Course pages 2015–16

Unix Tools

Principal lecturer: Dr Markus Kuhn
Taken by: Part IB

No. of lectures: 8
Suggested hours of supervisions: 0-1 (non-examinable course with exercises)
Operating Systems provides a useful foundation for this course.

Aims

This course gives students who have already basic Unix/Linux experience some additional practical software-engineering knowledge: how to use the shell and related tools as an efficient working environment, how to automate routine tasks, and how version control and automated-build tools can help to avoid confusion and accidents, especially when working in teams. These are essential skills, both in industrial software development and student projects.

Lectures

  • Unix concepts. Brief review of Unix history and design philosophy, documentation, terminals, inter-process communication mechanisms and conventions, shell, command-line arguments, environment variables, file descriptors.

  • Shell concepts. Program invocation, redirection, pipes, file-system navigation, argument expansion, quoting, job control, signals, process groups, variables, locale, history and alias functions, security considerations.

  • Scripting. Plain-text formats, executables, #!, shell control structures and functions. Startup scripts.

  • Text, file and networking tools. sed, grep, chmod, find, ssh, rsync, tar, zip, etc.

  • Software development tools. C compiler, linker, debugger, make.

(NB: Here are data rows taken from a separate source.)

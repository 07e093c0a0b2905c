//! Debugger session state machine.
//!
//! Hierarchy:
//! ```text
//! Detached ←→ Attached (superstate)
//!                 ├── Running
//!                 ├── Paused { reason }
//!                 ├── Stepping     [step / stepOut issued]
//!                 └── Continuing   [continue issued]
//! ```
//!
//! Continuation commands are only meaningful in `Paused`; anywhere else they
//! are a desync and leave the state unchanged.

use statig::prelude::*;
use tracing::debug;

// ---------------------------------------------------------------------------
// Events
// ---------------------------------------------------------------------------

#[derive(Debug, Clone)]
pub enum DebugEvent {
    Attach,
    /// The guest thread stopped at a hook.
    Break { reason: String },
    Step,
    StepOut,
    Continue,
    /// The guest thread picked up its continuation.
    Resumed,
    Detach,
}

// ---------------------------------------------------------------------------
// Shared storage
// ---------------------------------------------------------------------------

#[derive(Debug, Default)]
pub struct DebugFlow {
    /// Number of pauses since attach.
    pub pauses: u64,
}

// ---------------------------------------------------------------------------
// State machine implementation
// ---------------------------------------------------------------------------

#[state_machine(
    initial = "State::detached()",
    state(derive(Debug, Clone, PartialEq))
)]
impl DebugFlow {
    #[state]
    fn detached(&mut self, event: &DebugEvent) -> Outcome<State> {
        match event {
            DebugEvent::Attach => {
                self.pauses = 0;
                Transition(State::running())
            }
            _ => Handled,
        }
    }

    #[superstate]
    fn attached(&mut self, event: &DebugEvent) -> Outcome<State> {
        match event {
            DebugEvent::Detach => Transition(State::detached()),
            other => {
                debug!(event = ?other, "debug event ignored in current state");
                Handled
            }
        }
    }

    #[state(superstate = "attached")]
    fn running(&mut self, event: &DebugEvent) -> Outcome<State> {
        match event {
            DebugEvent::Break { reason } => {
                self.pauses += 1;
                Transition(State::paused(reason.clone()))
            }
            _ => Super,
        }
    }

    #[state(superstate = "attached")]
    fn paused(&mut self, event: &DebugEvent, reason: &String) -> Outcome<State> {
        let _ = reason;
        match event {
            DebugEvent::Step | DebugEvent::StepOut => Transition(State::stepping()),
            DebugEvent::Continue => Transition(State::continuing()),
            _ => Super,
        }
    }

    #[state(superstate = "attached")]
    fn stepping(&mut self, event: &DebugEvent) -> Outcome<State> {
        match event {
            DebugEvent::Resumed => Transition(State::running()),
            _ => Super,
        }
    }

    #[state(superstate = "attached")]
    fn continuing(&mut self, event: &DebugEvent) -> Outcome<State> {
        match event {
            DebugEvent::Resumed => Transition(State::running()),
            _ => Super,
        }
    }
}

impl State {
    /// Short name reported by the debugger's `status` command.
    pub fn label(&self) -> &'static str {
        match self {
            State::Detached { .. } => "detached",
            State::Running { .. } => "running",
            State::Paused { .. } => "paused",
            State::Stepping { .. } => "stepping",
            State::Continuing { .. } => "continuing",
        }
    }
}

  • Revision control systems. diff, patch, RCS, Subversion, git.

  • Perl. Introduction to a powerful scripting and text manipulation language. [2 lectures]

Objectives

At the end of the course students should

  • be confident in performing routine user tasks on a POSIX system, understand command-line user-interface conventions and know how to find more detailed documentation;

  • appreciate how simple tools can be combined to perform a large variety of tasks;

  • be familiar with the most common tools, file formats and configuration practices;

  • be able to understand, write, and maintain shell scripts and makefiles;

  • appreciate how using revision control systems and fully automated build processes help to maintain reproducibility and audit trails during software development;

  • know enough about basic development tools to be able to install, modify and debug C source code;

  • have understood the main concepts of and gained initial experience in writing Perl scripts (excluding the facilities for object-oriented programming).

Recommended reading

Robbins, A. (2005). Unix in a nutshell. O’Reilly (4th ed.).
Schwartz, R.L., Foy, B.D. & Phoenix, T. (2011). Learning Perl. O’Reilly (6th ed.).